I was informed all the time. Even the military, they did not agree with the orders, but they had no choice. They reported to me, 'I don't know what's going on, we've been ordered to crack down. It will be very brutal.' So after live ammunition, after snipers, after tanks - this is actually like the reason they issued an arrest warrant for [Libyan leader Moammar]Gadhafi.

Did you feel guilty at all, when you called in and found out the army was shooting your supporters?

Yes, but I didn't do any calling at all during the fighting. I did not want to be alleged to be instigating.

You say you want to return to Thailand. Why not go confront the charges against you? Even at worst, if as you say, the courts aren't fair, you serve your two years (that Mr. Thaksin was sentenced to following a 2008 corruption conviction in absentia). You'd be free by now.

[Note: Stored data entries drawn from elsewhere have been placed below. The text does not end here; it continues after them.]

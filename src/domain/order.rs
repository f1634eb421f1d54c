//! Order aggregate & state machine (spec §3, §4.2).
//! Grounded on the `OrderStatus::can_transition_to` table pattern from the
//! marketplace reference implementation, specialized to the exact transition
//! set spec §4.2 allows (no `Processing`/`OnHold`, no `Completed -> Refunded`
//! relaxation — Delivered is the only state a refund can branch from besides
//! Paid).

use chrono::{DateTime, Utc};
use rust_decimal::Decimal;
use serde::{Deserialize, Serialize};
use uuid::Uuid;

use super::money::Money;
use crate::domain::address::Address;
use crate::domain::isbn::Isbn;
use crate::error::DomainError;

#[derive(Debug, Clone, Copy, Serialize, Deserialize, PartialEq, Eq, Hash)]
#[serde(rename_all = "PascalCase")]
pub enum OrderStatus {
    Pending,
    Paid,
    Shipped,
    Delivered,
    Completed,
    Cancelled,
    Refunded,
}

impl OrderStatus {
    pub fn is_terminal(self) -> bool {
        matches!(self, OrderStatus::Cancelled | OrderStatus::Refunded | OrderStatus::Completed)
    }
}

#[derive(Debug, Clone, Copy, Serialize, Deserialize, PartialEq, Eq, Hash)]
#[serde(rename_all = "PascalCase")]
pub enum OrderItemStatus {
    Pending,
    Reserved,
    Shipped,
    Cancelled,
    Refunded,
}

#[derive(Debug, Clone, Serialize, Deserialize)]
pub struct OrderItem {
    pub id: Uuid,
    pub isbn: Isbn,
    pub seller_id: String,
    pub quantity: u32,
    pub unit_price: Money,
    pub item_status: OrderItemStatus,
}

impl OrderItem {
    pub fn new(
        isbn: Isbn,
        seller_id: impl Into<String>,
        quantity: u32,
        unit_price: Money,
    ) -> Result<Self, DomainError> {
        if quantity < 1 {
            return Err(DomainError::InvalidAmount("quantity must be >= 1".into()));
        }
        if unit_price.is_zero() {
            return Err(DomainError::InvalidAmount("unit_price must be > 0".into()));
        }
        Ok(Self {
            id: Uuid::new_v4(),
            isbn,
            seller_id: seller_id.into(),
            quantity,
            unit_price,
            item_status: OrderItemStatus::Pending,
        })
    }

    pub fn subtotal(&self) -> Money {
        self.unit_price.multiply(self.quantity)
    }
}

/// Domain event emitted by an aggregate transition. The caller publishes
/// these to the event fabric AFTER the persistence commit (spec §4.2's
/// outbox/post-commit requirement) — the aggregate itself never talks to the
/// broker.
#[derive(Debug, Clone, Serialize, Deserialize)]
#[serde(tag = "type")]
pub enum OrderDomainEvent {
    OrderCreated { order_id: Uuid },
    OrderPaid { order_id: Uuid, amount: Money },
    OrderShipped { order_id: Uuid },
    OrderDelivered { order_id: Uuid },
    OrderCompleted { order_id: Uuid },
    OrderCancelled { order_id: Uuid, reason: String },
    OrderRefunded { order_id: Uuid, reason: String },
}

#[derive(Debug, Clone, Serialize, Deserialize)]
pub struct Order {
    pub id: Uuid,
    pub customer_id: String,
    pub order_date: DateTime<Utc>,
    pub total_amount: Money,
    pub status: OrderStatus,
    pub delivery_address: Address,
    pub order_items: Vec<OrderItem>,
    pub version: i64,

    pub paid_date: Option<DateTime<Utc>>,
    pub shipped_date: Option<DateTime<Utc>>,
    pub delivered_date: Option<DateTime<Utc>>,
    pub cancelled_date: Option<DateTime<Utc>>,
    pub refunded_date: Option<DateTime<Utc>>,

    pub cancellation_reason: Option<String>,
    pub refund_reason: Option<String>,
}

impl Order {
    pub fn new(
        customer_id: impl Into<String>,
        delivery_address: Address,
        order_items: Vec<OrderItem>,
    ) -> Result<Self, DomainError> {
        if order_items.is_empty() {
            return Err(DomainError::EmptyCart);
        }

        let currency = order_items[0].unit_price.currency.clone();
        let mut total = Money::zero(currency.clone());
        for item in &order_items {
            if item.unit_price.currency != currency {
                return Err(DomainError::CurrencyMismatch(
                    currency,
                    item.unit_price.currency.clone(),
                ));
            }
            total = total.checked_add(&item.subtotal())?;
        }

        Ok(Self {
            id: Uuid::new_v4(),
            customer_id: customer_id.into(),
            order_date: Utc::now(),
            total_amount: total,
            status: OrderStatus::Pending,
            delivery_address,
            order_items,
            version: 0,
            paid_date: None,
            shipped_date: None,
            delivered_date: None,
            cancelled_date: None,
            refunded_date: None,
            cancellation_reason: None,
            refund_reason: None,
        })
    }

    /// ∀ Order o: o.totalAmount == Σ items[i].quantity * items[i].unitPrice
    pub fn recompute_total(&self) -> Result<Money, DomainError> {
        let currency = self.total_amount.currency.clone();
        let mut total = Money::zero(currency);
        for item in &self.order_items {
            total = total.checked_add(&item.subtotal())?;
        }
        Ok(total)
    }

    pub fn can_be_modified(&self) -> bool {
        self.status == OrderStatus::Pending
    }

    /// Distinct sellerIds across items, order preserved by first appearance.
    pub fn seller_ids(&self) -> Vec<String> {
        let mut seen = std::collections::HashSet::new();
        let mut out = Vec::new();
        for item in &self.order_items {
            if seen.insert(item.seller_id.clone()) {
                out.push(item.seller_id.clone());
            }
        }
        out
    }

    fn require_status(&self, expected: OrderStatus) -> Result<(), DomainError> {
        if self.status != expected {
            return Err(DomainError::IllegalTransition(format!(
                "expected status {expected:?}, found {:?}",
                self.status
            )));
        }
        Ok(())
    }

    /// Pending -> Paid. `amount` MUST equal totalAmount exactly (decimal
    /// comparison, never float).
    pub fn process_payment(&mut self, amount: &Money) -> Result<OrderDomainEvent, DomainError> {
        self.require_status(OrderStatus::Pending)?;
        if amount != &self.total_amount {
            return Err(DomainError::PaymentDeclined(format!(
                "amount {} does not equal order total {}",
                amount.amount, self.total_amount.amount
            )));
        }
        self.status = OrderStatus::Paid;
        self.paid_date = Some(Utc::now());
        for item in &mut self.order_items {
            item.item_status = OrderItemStatus::Reserved;
        }
        self.version += 1;
        Ok(OrderDomainEvent::OrderPaid {
            order_id: self.id,
            amount: amount.clone(),
        })
    }

    /// Paid -> Shipped.
    pub fn mark_as_shipped(&mut self) -> Result<OrderDomainEvent, DomainError> {
        self.require_status(OrderStatus::Paid)?;
        self.status = OrderStatus::Shipped;
        self.shipped_date = Some(Utc::now());
        for item in &mut self.order_items {
            item.item_status = OrderItemStatus::Shipped;
        }
        self.version += 1;
        Ok(OrderDomainEvent::OrderShipped { order_id: self.id })
    }

    /// Shipped -> Delivered.
    pub fn mark_as_delivered(&mut self) -> Result<OrderDomainEvent, DomainError> {
        self.require_status(OrderStatus::Shipped)?;
        self.status = OrderStatus::Delivered;
        self.delivered_date = Some(Utc::now());
        self.version += 1;
        Ok(OrderDomainEvent::OrderDelivered { order_id: self.id })
    }

    /// Delivered -> Completed.
    pub fn complete(&mut self) -> Result<OrderDomainEvent, DomainError> {
        self.require_status(OrderStatus::Delivered)?;
        self.status = OrderStatus::Completed;
        self.version += 1;
        Ok(OrderDomainEvent::OrderCompleted { order_id: self.id })
    }

    /// Pending -> Cancelled, or Paid -> Cancelled (triggers refund on any
    /// captured funds — the caller is responsible for issuing that refund
    /// via PaymentService; the aggregate only records the cancellation).
    pub fn cancel(&mut self, reason: impl Into<String>) -> Result<OrderDomainEvent, DomainError> {
        match self.status {
            OrderStatus::Pending | OrderStatus::Paid => {}
            _ => {
                return Err(DomainError::IllegalTransition(format!(
                    "cannot cancel order in status {:?}",
                    self.status
                )))
            }
        }
        let reason = reason.into();
        self.status = OrderStatus::Cancelled;
        self.cancelled_date = Some(Utc::now());
        self.cancellation_reason = Some(reason.clone());
        for item in &mut self.order_items {
            item.item_status = OrderItemStatus::Cancelled;
        }
        self.version += 1;
        Ok(OrderDomainEvent::OrderCancelled {
            order_id: self.id,
            reason,
        })
    }

    /// Paid -> Refunded, or Delivered -> Refunded within the configured
    /// refund window (spec §9 Open Question #2 — resolved in SPEC_FULL.md
    /// and DESIGN.md as a configurable `refund_window_days`, default 14).
    pub fn process_refund(
        &mut self,
        reason: impl Into<String>,
        refund_window_days: i64,
    ) -> Result<OrderDomainEvent, DomainError> {
        match self.status {
            OrderStatus::Paid => {}
            OrderStatus::Delivered => {
                let delivered = self.delivered_date.ok_or_else(|| {
                    DomainError::IllegalTransition("delivered order missing deliveredDate".into())
                })?;
                let deadline = delivered + chrono::Duration::days(refund_window_days);
                if Utc::now() > deadline {
                    return Err(DomainError::IllegalTransition(
                        "refund window has elapsed".into(),
                    ));
                }
            }
            _ => {
                return Err(DomainError::IllegalTransition(format!(
                    "cannot refund order in status {:?}",
                    self.status
                )))
            }
        }
        let reason = reason.into();
        self.status = OrderStatus::Refunded;
        self.refunded_date = Some(Utc::now());
        self.refund_reason = Some(reason.clone());
        for item in &mut self.order_items {
            item.item_status = OrderItemStatus::Refunded;
        }
        self.version += 1;
        Ok(OrderDomainEvent::OrderRefunded {
            order_id: self.id,
            reason,
        })
    }
}

pub fn platform_fee_and_payout(subtotal: &Money, fee_fraction: Decimal) -> (Money, Money) {
    let fee = subtotal.multiply_fraction_banker_rounded(fee_fraction);
    let payout = subtotal
        .checked_subtract(&fee)
        .expect("fee is always <= subtotal for fee_fraction in [0,1]");
    (fee, payout)
}

#[cfg(test)]
mod tests {
    use super::*;
    use rust_decimal_macros::dec;

    fn addr() -> Address {
        Address::new("Main St 1", "Aarhus", "8000", None, None).unwrap()
    }

    fn item(seller: &str, qty: u32, price: Decimal) -> OrderItem {
        OrderItem::new(
            Isbn::parse("9780123456789").unwrap(),
            seller,
            qty,
            Money::new(price, "DKK").unwrap(),
        )
        .unwrap()
    }

    #[test]
    fn total_equals_sum_of_item_subtotals() {
        let order = Order::new(
            "cust-1",
            addr(),
            vec![item("s1", 2, dec!(29.99)), item("s2", 1, dec!(39.99))],
        )
        .unwrap();
        assert_eq!(order.total_amount, order.recompute_total().unwrap());
        assert_eq!(order.total_amount.amount, dec!(99.97));
    }

    #[test]
    fn cannot_modify_once_not_pending() {
        let mut order = Order::new("cust-1", addr(), vec![item("s1", 1, dec!(10))]).unwrap();
        assert!(order.can_be_modified());
        order.process_payment(&order.total_amount.clone()).unwrap();
        assert!(!order.can_be_modified());
    }

    #[test]
    fn payment_amount_must_match_exactly() {
        let mut order = Order::new("cust-1", addr(), vec![item("s1", 1, dec!(10))]).unwrap();
        let wrong = Money::new(dec!(9.99), "DKK").unwrap();
        assert!(order.process_payment(&wrong).is_err());
        assert_eq!(order.status, OrderStatus::Pending);
    }

    #[test]
    fn full_happy_path_transition_sequence() {
        let mut order = Order::new("cust-1", addr(), vec![item("s1", 1, dec!(10))]).unwrap();
        order.process_payment(&order.total_amount.clone()).unwrap();
        order.mark_as_shipped().unwrap();
        order.mark_as_delivered().unwrap();
        order.complete().unwrap();
        assert_eq!(order.status, OrderStatus::Completed);
        assert!(order.paid_date.is_some());
        assert!(order.shipped_date.is_some());
        assert!(order.delivered_date.is_some());
    }

    #[test]
    fn illegal_transition_rejected() {
        let mut order = Order::new("cust-1", addr(), vec![item("s1", 1, dec!(10))]).unwrap();
        assert!(order.mark_as_shipped().is_err());
    }

    #[test]
    fn seller_ids_preserve_first_appearance_order() {
        let order = Order::new(
            "cust-1",
            addr(),
            vec![
                item("s1", 2, dec!(29.99)),
                item("s1", 1, dec!(19.99)),
                item("s2", 1, dec!(39.99)),
            ],
        )
        .unwrap();
        assert_eq!(order.seller_ids(), vec!["s1".to_string(), "s2".to_string()]);
    }

    #[test]
    fn cancel_from_paid_marks_items_cancelled() {
        let mut order = Order::new("cust-1", addr(), vec![item("s1", 1, dec!(10))]).unwrap();
        order.process_payment(&order.total_amount.clone()).unwrap();
        order.cancel("customer request").unwrap();
        assert_eq!(order.status, OrderStatus::Cancelled);
        assert!(order
            .order_items
            .iter()
            .all(|i| i.item_status == OrderItemStatus::Cancelled));
    }

    #[test]
    fn refund_after_delivered_respects_window() {
        let mut order = Order::new("cust-1", addr(), vec![item("s1", 1, dec!(10))]).unwrap();
        order.process_payment(&order.total_amount.clone()).unwrap();
        order.mark_as_shipped().unwrap();
        order.mark_as_delivered().unwrap();
        order.delivered_date = Some(Utc::now() - chrono::Duration::days(15));
        assert!(order.process_refund("changed mind", 14).is_err());

        order.delivered_date = Some(Utc::now() - chrono::Duration::days(1));
        assert!(order.process_refund("changed mind", 14).is_ok());
        assert_eq!(order.status, OrderStatus::Refunded);
    }

    #[test]
    fn platform_fee_split_matches_scenario_2() {
        let (fee, payout) = platform_fee_and_payout(&Money::new(dec!(79.97), "DKK").unwrap(), dec!(0.10));
        assert_eq!(fee.amount, dec!(8.00));
        assert_eq!(payout.amount, dec!(71.97));
    }
}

If someone can order the court, and they don't even listen to our side, you don't have a free and fair court system. … This is politically motivated. They want to keep me outside of Thailand. That's the bottom line. They just want to keep me outside Thailand. And at the same time, when my supporters are still supporting me, they beat my supporters, they bully them.

But your supporters have no choice but to go to jail. You're able to live here. Is that a good example for them, for your supporters?

They want me to be ready. They want me to go back to help them, to help the country. They know that, they realize that. It's not choice or no choice. We are fighting for justice.